Investigation of the transcriptional and metabolic response of Staphylococcus aureus following growth on an autoclaved chicken breast model

The capacity of food to support microbial growth is an ongoing concern at every stage of production, from agricultural harvesting to the final preparation for consumption. The Gram-positive pathogen, Staphylococcus aureus, easily grows in foods of animal origin and causes foodborne intoxication by secreting staphylococcal enterotoxins (SE) during growth. To date, most of the experimental evidence concerning the ability of S. aureus to produce SEs has been collected from laboratory media, and little is known about its metabolism in specific food matrices. The objective of this study was to develop a cooked chicken breast model to evaluate methods for the analysis of S. aureus metabolic alterations. Multiple S. aureus lab strains and epidemiologically distinct clinical methicillin-resistant S. aureus were inoculated onto autoclaved chicken breast (ACB), and growth was monitored at 25°C to mimic a meat product undergoing temperature abuse, a factor often associated with staphylococcal food poisoning. The ACB model supports growth of unrelated S. aureus strains equivalent to that observed on rich nutrient agar media. The transcriptome of S. aureus SH1000 on ACB at 18 h and 48 h postinoculation indicates that rearrangement of nitrogen compounds is important for survival; genes required for arginine, biotin, and urea biosynthesis, as well as amino acid transporters, were dramatically up-regulated in the ACB cultures.
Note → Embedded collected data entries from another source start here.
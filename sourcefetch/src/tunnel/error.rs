//! Error types for tunnel supervision.

use std::io;
use std::time::Duration;

use thiserror::Error;

/// Result type for tunnel operations.
pub type TunnelResult<T> = Result<T, TunnelError>;

/// Errors that can occur while starting, probing or stopping a tunnel.
#[derive(Debug, Error)]
pub enum TunnelError {
    /// The port-forward program could not be launched.
    #[error("failed to launch {program}: {source}")]
    Spawn {
        program: String,
        #[source]
        source: io::Error,
    },

    /// The supervising worker thread could not be created.
    #[error("failed to start tunnel worker: {0}")]
    Worker(#[source] io::Error),

    /// The supervising worker thread panicked.
    #[error("tunnel worker panicked")]
    WorkerPanicked,

    /// The port-forward process exited before the tunnel became ready.
    #[error("port-forward process exited early ({status})")]
    ExitedEarly { status: String },

    /// Shutdown was requested before the tunnel became ready.
    #[error("port forwarding was stopped before it became ready")]
    Stopped,

    /// Nothing accepted connections on the local port within the timeout.
    #[error("nothing listening on localhost:{port} after {}ms", waited.as_millis())]
    NotReady { port: u16, waited: Duration },

    /// Delivering the shutdown signal failed.
    #[error("failed to signal port-forward process: {0}")]
    Signal(#[source] io::Error),

    /// Waiting for the process to exit failed.
    #[error("failed to wait for port-forward process: {0}")]
    Wait(#[source] io::Error),
}
//! sourcefetch - fetch staged source artifacts from inside a cluster
//!
//! Opens a temporary `kubectl port-forward` to the in-cluster staging
//! service, resolves the artifact URL for a Git repository snapshot or a
//! packaged Helm chart, downloads the archive and extracts it into a fresh
//! local directory. The tunnel is always torn down once it was started.
//!
//! ```no_run
//! use sourcefetch::config::FetchConfig;
//! use sourcefetch::orchestrator::Orchestrator;
//! use sourcefetch::request::{FetchRequest, SourceKind};
//!
//! # fn main() -> Result<(), Box<dyn std::error::Error>> {
//! let request = FetchRequest::builder(SourceKind::GitRepository, "podinfo")
//!     .revision("main")
//!     .build()?;
//! let orchestrator = Orchestrator::from_config(&FetchConfig::default())?;
//! let outcome = orchestrator.run(&request)?;
//! println!("{}", outcome.staging_dir.display());
//! # Ok(())
//! # }
//! ```

pub mod config;
pub mod error;
pub mod fetch;
pub mod logging;
pub mod orchestrator;
pub mod request;
pub mod signal;
pub mod source;
pub mod staging;
pub mod tunnel;

/// Crate version.
pub const VERSION: &str = env!("CARGO_PKG_VERSION");
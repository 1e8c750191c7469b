//! The fetch command: merge settings, wire interrupts, run.

use std::path::PathBuf;
use std::time::Duration;

use clap::Args;
use sourcefetch::config::{ConfigFile, FetchConfig};
use sourcefetch::orchestrator::Orchestrator;
use sourcefetch::request::{FetchRequest, SourceKind};
use sourcefetch::signal::InterruptRelay;
use tracing::{debug, info};

use crate::error::{CliError, EXIT_INTERRUPTED};

/// Arguments for a fetch.
///
/// Every optional value falls back to the config file, then to the
/// built-in default.
#[derive(Debug, Clone, Default, Args)]
pub struct FetchArgs {
    /// Source type: gitrepository or helmchart [default: gitrepository]
    #[arg(long = "source-type", value_name = "TYPE")]
    pub source_type: Option<SourceKind>,

    /// Name of the source object
    #[arg(long)]
    pub name: String,

    /// Namespace of the source object [default: flux-system]
    #[arg(long)]
    pub namespace: Option<String>,

    /// Revision to fetch, used verbatim as a path segment [default: latest]
    #[arg(long)]
    pub revision: Option<String>,

    /// Local port for the port-forward [default: 8080]
    #[arg(long, value_name = "PORT")]
    pub local_port: Option<u16>,

    /// Name of the staging service [default: source-controller]
    #[arg(long, value_name = "NAME")]
    pub service_name: Option<String>,

    /// Namespace of the staging service [default: flux-system]
    #[arg(long, value_name = "NAMESPACE")]
    pub service_namespace: Option<String>,

    /// Port of the staging service [default: 80]
    #[arg(long, value_name = "PORT")]
    pub service_port: Option<u16>,

    /// Kubeconfig context for port-forward and HelmChart lookup
    #[arg(long)]
    pub context: Option<String>,

    /// Port-forward program [default: kubectl]
    #[arg(long, value_name = "PATH")]
    pub kubectl: Option<String>,

    /// Seconds to wait for the port-forward to accept connections [default: 10]
    #[arg(long, value_name = "SECS")]
    pub ready_timeout: Option<u64>,

    /// HTTP timeout in seconds for the download [default: 15]
    #[arg(long, value_name = "SECS")]
    pub timeout: Option<u64>,

    /// Directory in which the staging directory is created [default: system temp dir]
    #[arg(long, value_name = "DIR")]
    pub staging_dir: Option<PathBuf>,

    /// API version of the HelmChart resource [default: v1beta1]
    #[arg(long, value_name = "VERSION")]
    pub chart_api_version: Option<String>,

    /// Config file [default: <config dir>/sourcefetch/config.ini]
    #[arg(long, value_name = "FILE")]
    pub config: Option<PathBuf>,
}

/// Run a fetch and return the staging directory.
pub fn run(args: FetchArgs) -> Result<PathBuf, CliError> {
    let file = match &args.config {
        Some(path) => ConfigFile::load_from(path)?,
        None => ConfigFile::load()?,
    };
    let (request, config) = resolve(&args, &file)?;
    debug!(?config, "Resolved settings");

    let relay = InterruptRelay::new();
    let handler_relay = relay.clone();
    ctrlc::set_handler(move || {
        // No run in flight, so no tunnel to tear down.
        if !handler_relay.trigger() {
            std::process::exit(i32::from(EXIT_INTERRUPTED));
        }
    })
    .map_err(|e| CliError::Config(format!("Failed to set signal handler: {}", e)))?;

    let orchestrator = Orchestrator::from_config(&config)?.with_interrupt_relay(relay);

    info!(
        kind = %request.kind(),
        namespace = request.namespace(),
        name = request.name(),
        revision = request.revision(),
        tunnel = %request.tunnel(),
        "Fetching source artifact"
    );
    let outcome = orchestrator.run(&request)?;
    Ok(outcome.staging_dir)
}

/// Merge command-line arguments over the config file.
fn resolve(
    args: &FetchArgs,
    file: &ConfigFile,
) -> Result<(FetchRequest, FetchConfig), CliError> {
    let kind = match (args.source_type, &file.source.kind) {
        (Some(kind), _) => kind,
        (None, Some(kind)) => kind.parse()?,
        (None, None) => SourceKind::GitRepository,
    };

    let mut builder = FetchRequest::builder(kind, args.name.clone());
    if let Some(namespace) = pick(&args.namespace, &file.source.namespace) {
        builder = builder.namespace(namespace);
    }
    if let Some(revision) = pick(&args.revision, &file.source.revision) {
        builder = builder.revision(revision);
    }
    if let Some(port) = args.local_port.or(file.tunnel.local_port) {
        builder = builder.local_port(port);
    }
    if let Some(port) = args.service_port.or(file.service.port) {
        builder = builder.service_port(port);
    }
    if let Some(namespace) = pick(&args.service_namespace, &file.service.namespace) {
        builder = builder.service_namespace(namespace);
    }
    if let Some(name) = pick(&args.service_name, &file.service.name) {
        builder = builder.service_name(name);
    }
    let request = builder.build()?;

    let mut config = FetchConfig::from_file(file);
    if let Some(program) = &args.kubectl {
        config = config.with_program(program);
    }
    if let Some(context) = &args.context {
        config = config.with_context(context);
    }
    if let Some(secs) = args.ready_timeout {
        config = config.with_ready_timeout(Duration::from_secs(secs));
    }
    if let Some(secs) = args.timeout {
        config = config.with_http_timeout(Duration::from_secs(secs));
    }
    if let Some(dir) = &args.staging_dir {
        config = config.with_staging_root(dir);
    }
    if let Some(version) = &args.chart_api_version {
        config = config.with_chart_api_version(version);
    }

    Ok((request, config))
}

/// Command-line value, else config file value.
fn pick(cli: &Option<String>, file: &Option<String>) -> Option<String> {
    cli.clone().or_else(|| file.clone())
}
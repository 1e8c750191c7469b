//! Per-run staging directories.

use std::fs;
use std::io;
use std::path::{Path, PathBuf};

use thiserror::Error;
use tracing::debug;

use crate::request::FetchRequest;

/// Result type for staging operations.
pub type StagingResult<T> = Result<T, StagingError>;

/// Errors creating a staging directory.
#[derive(Debug, Error)]
pub enum StagingError {
    #[error("failed to create staging directory under {}: {source}", root.display())]
    Create {
        root: PathBuf,
        #[source]
        source: io::Error,
    },
}

/// A uniquely named directory the artifact is extracted into.
///
/// The directory is kept on disk after the run, whether it succeeded or
/// not; its path is the primary output of a fetch.
#[derive(Debug, Clone, PartialEq, Eq)]
pub struct StagingDirectory {
    path: PathBuf,
}

impl StagingDirectory {
    /// Create a fresh directory under `root` named after the request.
    ///
    /// `root` is created if missing.
    pub fn create(root: &Path, request: &FetchRequest) -> StagingResult<Self> {
        let create_err = |source| StagingError::Create {
            root: root.to_path_buf(),
            source,
        };

        fs::create_dir_all(root).map_err(create_err)?;
        let path = tempfile::Builder::new()
            .prefix(&Self::prefix(request))
            .tempdir_in(root)
            .map_err(create_err)?
            .keep();

        debug!(path = %path.display(), "Created staging directory");
        Ok(Self { path })
    }

    /// Directory name prefix: `<namespace>-<name>-<revision>-`.
    ///
    /// Path separators in the revision are replaced with `_`.
    pub fn prefix(request: &FetchRequest) -> String {
        format!(
            "{}-{}-{}-",
            request.namespace(),
            request.name(),
            sanitize(request.revision())
        )
    }

    pub fn path(&self) -> &Path {
        &self.path
    }

    pub fn into_path(self) -> PathBuf {
        self.path
    }
}

impl AsRef<Path> for StagingDirectory {
    fn as_ref(&self) -> &Path {
        &self.path
    }
}

fn sanitize(segment: &str) -> String {
    segment.replace(['/', '\\'], "_")
}

#[cfg(test)]
mod tests {
    use super::*;
    use crate::request::SourceKind;
    use tempfile::TempDir;

    fn request(revision: &str) -> FetchRequest {
        FetchRequest::builder(SourceKind::GitRepository, "demo")
            .revision(revision)
            .build()
            .unwrap()
    }

    #[test]
    fn test_prefix_embeds_identity() {
        assert_eq!(
            StagingDirectory::prefix(&request("v1")),
            "flux-system-demo-v1-"
        );
    }

    #[test]
    fn test_prefix_sanitizes_revision() {
        assert_eq!(
            StagingDirectory::prefix(&request("main/abc123")),
            "flux-system-demo-main_abc123-"
        );
    }

    #[test]
    fn test_create_is_unique_and_persistent() {
        let temp = TempDir::new().unwrap();
        let req = request("v1");

        let first = StagingDirectory::create(temp.path(), &req).unwrap();
        let second = StagingDirectory::create(temp.path(), &req).unwrap();

        assert_ne!(first, second);
        assert!(first.path().is_dir());
        assert!(second.path().is_dir());
        assert!(first.path().starts_with(temp.path()));
        let name = first.path().file_name().unwrap().to_string_lossy();
        assert!(name.starts_with("flux-system-demo-v1-"), "{name}");
    }

    #[test]
    fn test_create_makes_missing_root() {
        let temp = TempDir::new().unwrap();
        let root = temp.path().join("nested").join("root");

        let dir = StagingDirectory::create(&root, &request("v1")).unwrap();
        assert!(dir.path().starts_with(&root));
    }

    #[test]
    fn test_create_fails_when_root_is_a_file() {
        let temp = TempDir::new().unwrap();
        let file = temp.path().join("not-a-dir");
        fs::write(&file, b"x").unwrap();

        let err = StagingDirectory::create(&file, &request("v1")).unwrap_err();
        assert!(matches!(err, StagingError::Create { .. }));
    }
}
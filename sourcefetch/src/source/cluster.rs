//! Control-plane lookup of a HelmChart's published artifact URL.

use kube::config::{Config, KubeConfigOptions};
use kube::core::{ApiResource, DynamicObject, GroupVersionKind};
use kube::{Api, Client};
use serde_json::Value;
use tracing::{debug, info};

use super::error::{ResolveError, ResolveResult};
use super::StatusUrlResolver;

/// API group of Flux source objects.
pub const SOURCE_GROUP: &str = "source.toolkit.fluxcd.io";

/// Kind of the custom resource carrying a chart's published URL.
pub const HELM_CHART_KIND: &str = "HelmChart";

/// Default API version of [`HELM_CHART_KIND`].
pub const DEFAULT_HELM_CHART_VERSION: &str = "v1beta1";

/// Reads `.status.url` from a HelmChart using the ambient kubeconfig or
/// in-cluster configuration.
#[derive(Debug, Clone)]
pub struct KubeStatusResolver {
    gvk: GroupVersionKind,
    context: Option<String>,
}

impl Default for KubeStatusResolver {
    fn default() -> Self {
        Self::new(DEFAULT_HELM_CHART_VERSION)
    }
}

impl KubeStatusResolver {
    /// Resolve against the given HelmChart API version.
    pub fn new(version: &str) -> Self {
        Self {
            gvk: GroupVersionKind::gvk(SOURCE_GROUP, version, HELM_CHART_KIND),
            context: None,
        }
    }

    /// Use a named kubeconfig context instead of the current one.
    pub fn with_context(mut self, context: impl Into<String>) -> Self {
        self.context = Some(context.into());
        self
    }

    pub fn group_version_kind(&self) -> &GroupVersionKind {
        &self.gvk
    }

    pub fn context(&self) -> Option<&str> {
        self.context.as_deref()
    }

    async fn client(&self) -> ResolveResult<Client> {
        let Some(context) = &self.context else {
            return Client::try_default().await.map_err(ResolveError::Client);
        };

        let options = KubeConfigOptions {
            context: Some(context.clone()),
            ..Default::default()
        };
        let config = Config::from_kubeconfig(&options)
            .await
            .map_err(ResolveError::Kubeconfig)?;
        Client::try_from(config).map_err(ResolveError::Client)
    }

    async fn get(&self, namespace: &str, name: &str) -> ResolveResult<DynamicObject> {
        let client = self.client().await?;
        let resource = ApiResource::from_gvk(&self.gvk);
        let api: Api<DynamicObject> = Api::namespaced_with(client, namespace, &resource);

        api.get(name).await.map_err(|source| ResolveError::Get {
            kind: self.gvk.kind.clone(),
            namespace: namespace.to_string(),
            name: name.to_string(),
            source,
        })
    }
}

impl StatusUrlResolver for KubeStatusResolver {
    fn status_url(&self, namespace: &str, name: &str) -> ResolveResult<String> {
        info!(
            kind = %self.gvk.kind,
            version = %self.gvk.version,
            "Getting URL from the HelmChart..."
        );

        let runtime = tokio::runtime::Builder::new_current_thread()
            .enable_all()
            .build()
            .map_err(ResolveError::Runtime)?;
        let object = runtime.block_on(self.get(namespace, name))?;

        let url = status_url_from(&object.data, namespace, name)?;
        debug!(url = %url, "Published artifact URL");
        Ok(url)
    }
}

/// Extract `.status.url` from an object's untyped body.
pub(crate) fn status_url_from(data: &Value, namespace: &str, name: &str) -> ResolveResult<String> {
    let not_string = |found| ResolveError::StatusUrlNotString {
        namespace: namespace.to_string(),
        name: name.to_string(),
        found,
    };

    let status = match data.get("status") {
        None | Some(Value::Null) => None,
        Some(Value::Object(status)) => Some(status),
        Some(other) => return Err(not_string(type_name(other))),
    };

    match status.and_then(|status| status.get("url")) {
        None | Some(Value::Null) => Err(ResolveError::StatusUrlMissing {
            namespace: namespace.to_string(),
            name: name.to_string(),
        }),
        Some(Value::String(url)) => Ok(url.clone()),
        Some(other) => Err(not_string(type_name(other))),
    }
}

fn type_name(value: &Value) -> &'static str {
    match value {
        Value::Null => "null",
        Value::Bool(_) => "bool",
        Value::Number(_) => "number",
        Value::String(_) => "string",
        Value::Array(_) => "array",
        Value::Object(_) => "object",
    }
}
The transcription of genes for virulence factors and several regulators were expressed at a lower level on ACB. An exception to the typical S. aureus growth pattern observed on ACB was displayed by PS47S, a proline-prototrophic variant of SH1000, which exhibits reduced growth on ACB even in the presence of exogenous arginine and biotin. Analysis of PS47S by whole genome 454 sequencing revealed that 39 unique gene loci contained polymorphisms in 100% of the contigs compared to parent strain NCTC8325. Altered loci include genes for groEL, ccpA, rimM, infC , acpP, dcuC, and ezrA , indicating extensive changes in global metabolism. Bacteria respond to growth under atypical conditions, such as those encountered in foods, by utilizing stress response systems and regulating metabolic pathways to match available nutrients. The ACB model provides an effective matrix for further study of these processes.